It may seem normal for a tiger to eat humans. However, whether a tiger eats a man is actually determined by whether he is a man of virtues.
Legend has it that tigers actually do not eat humans. They only devour beasts. People who are eaten by them are the beasts among humans. There are also stories about tigers repaying kindness.
This Chinese folk tale, which allows us to see tigers in a new light, was originally told by a person who had first-hand experience with a tiger.
There was an old woman named Madam Zhang who hired another old woman named Madam Zhang to cook for her. The old cook hailed from Fangshan and lived in the Western Hills.
The old cook told a story about a man with the surname Li from her hometown who wanted a job away from home to support his family.
Li had never been away from home. Soon after he set off, he lost his way. Night had fallen, and he was on a mountain. He was not sure which way to go, so he decided to sit under a tree and wait until morning before finding his way again.
All of a sudden, someone charged out of the forest, followed by three or four others. They were ferocious, well-built beings. Having grown up in the countryside, Li had heard elders talk about the Mountain God as well as demons. He knew these beings were not humans. As there was no way he could run away from them, he bowed to them on his knees and told them about his plight.
The leader of the group said to Li: “Don’t worry, we won’t hurt you. I’m the Divine Tiger in charge of tigers. I’m here today to allocate food to them. They will devour a person in a short while. Keep the clothes of the dead person after the tigers are gone, and you will be able to provide for yourself.”
The Divine Tiger hid Li in an inconspicuous spot and told him not to make a sound.
Then the Divine Tiger gave a loud cry, and tigers jumped out of bushes one after another to gather in a spacious area. The Divine Tiger was giving instructions to the tigers. Li could not understand the language he used. The tigers went away after that, leaving only one tiger crouching in a bush.
After a while, a man with a carrying pole on his shoulders passed by the forest. The tiger pounced on him but then turned around and walked away.
A woman came along soon after that. The same tiger pounced on her and ate her up in no time. The Divine Tiger went over to pick up the woman’s clothing, including a few taels of silver. The Divine Tiger handed the money to Li and explained to him why tigers ate only certain people.
The Divine Tiger said: “Actually, tigers do not eat humans. They eat only beasts. Those who are devoured are the beasts in human form. People who have a conscience have a halo over their heads, which tigers avoid. Wicked people have no halo above them and are no different from beasts. So tigers have no misgivings about eating them.”
The Divine Tiger went on to tell Li about the two people who passed by the forest. “The first man might have been a fiend, but when he got hold of food, he would give it to his widowed sister-in-law and fatherless nephews. The halo over his head was rather small. The tiger did not see it at first; that was why it pounced on him.

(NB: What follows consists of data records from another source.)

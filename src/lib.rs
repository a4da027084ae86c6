//! Animia SMS Dispatch - SMS notifications for anaemia-programme beneficiaries.
//!
//! This library derives a beneficiary's phone contacts, sends a message to each
//! of them over the best available delivery channel (direct native sending with
//! a pre-filled messaging app as fallback), records SMS history in the Animia
//! backend and summarizes the outcome. An MCP server exposes it to assistants.
//!
//! # Architecture
//!
//! - **domain**: Phone number normalization and validation
//! - **models**: Beneficiaries, contacts, dispatch outcomes and SMS history
//! - **contacts**: Beneficiary record to ordered contact list
//! - **channels**: Native and messaging-app delivery channels
//! - **dispatch**: Channel selection, send loops and post-dispatch observers
//! - **report**: User-facing summaries of send operations
//! - **client**: HTTP client for the Animia backend
//! - **repositories**: Data access over the client
//! - **services**: Business logic behind the MCP tools
//! - **server**: MCP protocol server

pub mod channels;
pub mod client;
pub mod config;
pub mod contacts;
pub mod dispatch;
pub mod domain;
pub mod error;
pub mod metrics;
pub mod models;
pub mod report;
pub mod repositories;
pub mod server;
pub mod services;

pub use channels::{AppIntentChannel, DeliveryChannel, NativeChannel, TargetPlatform};
pub use client::SmsApiClient;
pub use config::Config;
pub use contacts::ContactExtractor;
pub use dispatch::{BulkOrchestrator, DispatchObserver, HistoryRecorder, SmartDispatcher};
pub use domain::{is_valid, normalize, NormalizedPhone, PhoneNormalizer, ValidationError};
pub use error::{ChannelError, ConfigError, SmsApiError};
pub use metrics::{HttpTimer, Metrics, MetricsSummary};
pub use models::{Beneficiary, Contact, ContactKind, DispatchOutcome, DispatchSummary};
pub use report::{summarize, ReportDialog};
pub use server::AnimiaSmsServer;
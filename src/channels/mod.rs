//! Delivery channels.
//!
//! Two drivers implement [`DeliveryChannel`]:
//!
//! - [`NativeChannel`]: direct send through a platform SMS primitive, gated
//!   on the SMS permission, with bounded retry
//! - [`AppIntentChannel`]: opens the system messaging app pre-filled with
//!   recipient and body; success only means the compose screen opened
//!
//! Platform capabilities (permission state, the send primitive, the URI
//! opener) are injected as trait objects so the platform is chosen once at
//! construction time.

mod app_intent;
mod native;
mod opener;
mod permission;
mod relay;
mod traits;

pub use app_intent::{AppIntentChannel, TargetPlatform};
pub use native::NativeChannel;
pub use opener::SystemUriOpener;
pub use permission::StaticPermissionProvider;
pub use relay::DeviceRelaySms;
pub use traits::{DeliveryChannel, PermissionProvider, SmsPrimitive, SmsSendResult, UriOpener};
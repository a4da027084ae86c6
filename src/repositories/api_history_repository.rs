use crate::client::AsyncSmsApiClient;
use crate::error::SmsApiResult;
use crate::models::{SmsHistoryRecord, SmsStatistics, SmsStatus};
use crate::repositories::traits::HistoryRepository;
use async_trait::async_trait;
use std::sync::Arc;

/// History repository implementation using the Animia backend client.
///
/// This repository delegates all operations to the AsyncSmsApiClient.
pub struct ApiHistoryRepository {
    client: Arc<dyn AsyncSmsApiClient>,
}

impl ApiHistoryRepository {
    /// Create a new ApiHistoryRepository with the given client.
    pub fn new(client: Arc<dyn AsyncSmsApiClient>) -> Self {
        Self { client }
    }
}

#[async_trait]
impl HistoryRepository for ApiHistoryRepository {
    async fn store(&self, record: &SmsHistoryRecord) -> SmsApiResult<()> {
        self.client.store_beneficiary_sms(record).await
    }

    async fn history_for(&self, beneficiary_id: i64) -> SmsApiResult<Vec<SmsHistoryRecord>> {
        self.client.get_beneficiary_sms_history(beneficiary_id).await
    }

    async fn statistics(&self) -> SmsApiResult<SmsStatistics> {
        self.client.get_sms_statistics().await
    }

    async fn update_status(
        &self,
        sms_id: i64,
        status: SmsStatus,
        error_message: Option<&str>,
    ) -> SmsApiResult<()> {
        self.client
            .update_sms_status(sms_id, status, error_message)
            .await
    }
}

“The woman who came along abandoned her husband and daughter to run away with another man. She also abused the man’s son and stole his money to give to her ex-husband’s daughter. The money was the taels of silver found on her. There was no longer any halo over her head due to her wicked deeds. Seeing that she was no longer human, the tiger devoured her.”
The Divine Tiger went on to explain why he was willing to help Li. “You ran into me not because you pleaded with me on your knees but because you have treated your stepmother well. The halo above your head is over a foot high. That is why I summoned a tiger to help you. Do more good deeds, and you’ll be rewarded with more good fortune.”
The Divine Tiger gave Li directions to go home. It took Li a day and a night to reach home.
Li related the whole story in detail to the old cook’s father, as they were relatives. He also shared the story with other people to remind them to refrain from doing evil.
There are also many stories about tigers repaying kindness in the folklore. A village called Loyal Tiger Ditch in Jidong (now Hebei Province) still tells a story about a loyal tiger to this day.
Legend has it that during the Liao Dynasty (907–1125), there was a widow and her son. The mother weaved and did laundry to bring up her young son, Wang Yi. They could barely make ends meet. When Wang Yi was bigger, he worked as a woodcutter to support his mother.
One day when he was cutting wood, he ran into a tiger. He was terrified, but the tiger had no intention of devouring him. Instead, it kept showing Wang Yi its mouth. It was as if it needed some sort of help.
Wang Yi took a closer look and saw a bone sticking out in the tiger’s mouth. Wang Yi pulled the bone with all his might and got it out. The tiger was saved.
From then on, it often hunted animals for Wang Yi. The latter would eat some and sell the rest in exchange for rice and necessities. Life became better.